Synthesis of Trifluoromethylaryl Diazirine and Benzophenone Derivatives of Etomidate that Are Potent General Anesthetics and Effective Photolabels for Probing Sites on Ligand-Gated Ion Channels

To locate the binding sites of general anesthetics on ligand-gated ion channels, two derivatives of the intravenous general anesthetic etomidate (2-ethyl 1-(phenylethyl)-1H-imidazole-5-carboxylate), in which the 2-ethyl group has been replaced by photoactivable groups based on either aryl diazirine or benzophenone chemistry, have been synthesized and characterized pharmacologically.
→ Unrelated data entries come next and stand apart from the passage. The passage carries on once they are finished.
//! Monthly and yearly totals over planned figures, and the running savings line.

use serde::{Deserialize, Serialize};

use crate::domain::PredictionRecord;

/// One month past December; the cumulative value there is the year-end projection.
pub const YEAR_END_MONTH: u32 = 13;

#[derive(Debug, Clone, Copy, Default, PartialEq, Serialize, Deserialize)]
pub struct MonthTotals {
    pub income_total: f64,
    pub expense_total: f64,
    pub balance: f64,
}

pub fn month_totals(record: &PredictionRecord) -> MonthTotals {
    let income_total = record.income.total();
    let expense_total = record.expense.total();
    MonthTotals {
        income_total,
        expense_total,
        balance: income_total - expense_total,
    }
}

/// Totals for a calendar month, zero when the month has no record.
pub fn totals_for_month(records: &[PredictionRecord], month: u32) -> MonthTotals {
    records
        .iter()
        .find(|record| record.period.month == month)
        .map(month_totals)
        .unwrap_or_default()
}

/// Savings entering `month`: `current_saving` plus the balances of every earlier month.
///
/// The target month's own balance is not included. `month` may be
/// [`YEAR_END_MONTH`] to include December.
pub fn cumulative_saving_at_month(
    records: &[PredictionRecord],
    month: u32,
    current_saving: f64,
) -> f64 {
    (1..month.min(YEAR_END_MONTH)).fold(current_saving, |saving, earlier| {
        saving + totals_for_month(records, earlier).balance
    })
}

#[derive(Debug, Clone, Copy, Default, PartialEq, Serialize, Deserialize)]
pub struct YearlyTotals {
    pub total_income: f64,
    pub total_expense: f64,
    pub balance: f64,
    pub projected_saving: f64,
}

pub fn yearly_totals(records: &[PredictionRecord], current_saving: f64) -> YearlyTotals {
    let (total_income, total_expense) = (1..YEAR_END_MONTH)
        .map(|month| totals_for_month(records, month))
        .fold((0.0, 0.0), |(income, expense), totals| {
            (income + totals.income_total, expense + totals.expense_total)
        });
    YearlyTotals {
        total_income,
        total_expense,
        balance: total_income - total_expense,
        projected_saving: cumulative_saving_at_month(records, YEAR_END_MONTH, current_saving),
    }
}

/// A row of the income / expense / cumulative saving chart.
#[derive(Debug, Clone, PartialEq, Serialize, Deserialize)]
pub struct ProjectionPoint {
    pub month: u32,
    pub label: String,
    pub income: f64,
    pub expense: f64,
    pub balance: f64,
    pub cumulative: f64,
}

/// Chart rows for each record, in calendar order.
pub fn projection_series(
    records: &[PredictionRecord],
    current_saving: f64,
) -> Vec<ProjectionPoint> {
    let mut ordered: Vec<&PredictionRecord> = records.iter().collect();
    ordered.sort_by_key(|record| record.period);
    ordered
        .into_iter()
        .map(|record| {
            let totals = month_totals(record);
            ProjectionPoint {
                month: record.period.month,
                label: record.period.label(),
                income: totals.income_total,
                expense: totals.expense_total,
                balance: totals.balance,
                cumulative: cumulative_saving_at_month(
                    records,
                    record.period.month,
                    current_saving,
                ),
            }
        })
        .collect()
}

#[cfg(test)]
mod tests {
    use super::*;
    use crate::domain::{OwnerId, Period};

    fn month(month: u32, income: f64, expense: f64) -> PredictionRecord {
        PredictionRecord::new(OwnerId::new("u1"), Period::new(2025, month).unwrap())
            .with_income("mumsSalary", income)
            .with_expense("home", expense)
    }

    fn year() -> Vec<PredictionRecord> {
        (1..=12)
            .map(|m| month(m, 1000.0 + m as f64 * 10.0, 600.0 + m as f64 * 25.0))
            .collect()
    }

    #[test]
    fn month_totals_coerce_bad_values() {
        let record = month(1, 500.0, 200.0).with_expense("water", f64::NAN);
        let totals = month_totals(&record);
        assert_eq!(totals.income_total, 500.0);
        assert_eq!(totals.expense_total, 200.0);
        assert_eq!(totals.balance, 300.0);
    }

    #[test]
    fn empty_year_keeps_current_saving() {
        let records: Vec<PredictionRecord> = (1..=12)
            .map(|m| PredictionRecord::new(OwnerId::new("u1"), Period::new(2025, m).unwrap()))
            .collect();
        for m in 1..=13 {
            assert_eq!(cumulative_saving_at_month(&records, m, 1000.0), 1000.0);
        }
        assert_eq!(yearly_totals(&records, 1000.0).projected_saving, 1000.0);
    }

    #[test]
    fn cumulative_follows_recurrence() {
        let records = year();
        assert_eq!(cumulative_saving_at_month(&records, 1, 250.0), 250.0);
        for m in 2..=13 {
            let expected = cumulative_saving_at_month(&records, m - 1, 250.0)
                + totals_for_month(&records, m - 1).balance;
            assert_eq!(cumulative_saving_at_month(&records, m, 250.0), expected);
        }
    }

    #[test]
    fn projected_saving_matches_year_end() {
        let records = year();
        let totals = yearly_totals(&records, 5000.0);
        assert_eq!(
            totals.projected_saving,
            cumulative_saving_at_month(&records, YEAR_END_MONTH, 5000.0)
        );
        let direct = 5000.0 + totals.total_income - totals.total_expense;
        assert!((totals.projected_saving - direct).abs() < 1e-6);
    }

    #[test]
    fn missing_months_count_as_zero() {
        let records = vec![month(3, 100.0, 40.0), month(1, 50.0, 0.0)];
        assert_eq!(cumulative_saving_at_month(&records, 3, 0.0), 50.0);
        assert_eq!(cumulative_saving_at_month(&records, 4, 0.0), 110.0);
    }

    #[test]
    fn series_is_ordered_and_labelled() {
        let records = vec![month(2, 100.0, 30.0), month(1, 200.0, 50.0)];
        let series = projection_series(&records, 10.0);
        assert_eq!(series.len(), 2);
        assert_eq!(series[0].label, "Jan 2025");
        assert_eq!(series[0].cumulative, 10.0);
        assert_eq!(series[1].label, "Feb 2025");
        assert_eq!(series[1].cumulative, 160.0);
        assert_eq!(series[1].balance, 70.0);
    }
}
TDBzl−etomidate (4-[3-(trifluoromethyl)-3H-diazirin-3-yl]benzyl 1-(1-phenylethyl)-1H-imidazole-5-carboxylate) and BzBzl−etomidate (4-benzoylbenzyl-1-(1-phenylethyl)-1H-imidazole-5-carboxylate are both potent general anesthetics with half-effective anesthetic concentrations of 700 and 220 nM, respectively. Both agents resembled etomidate in enhancing currents elicited by low concentrations of GABA on heterologously expressed GABA_A receptors and in shifting the GABA concentration−response curve to lower concentrations. They also allosterically enhanced the binding of flunitrazepam to mammalian brain GABA_A receptors. Both agents were also effective and selective photolabels, photoincorporating into some, but not all, subunits of the Torpedo nicotinic acetylcholine receptor to a degree that was allosterically regulated by an agonist or a noncompetitive inhibitor. Thus, they have the necessary pharmacological and photochemical properties to be useful in identifying the site of etomidate-induced anesthesia.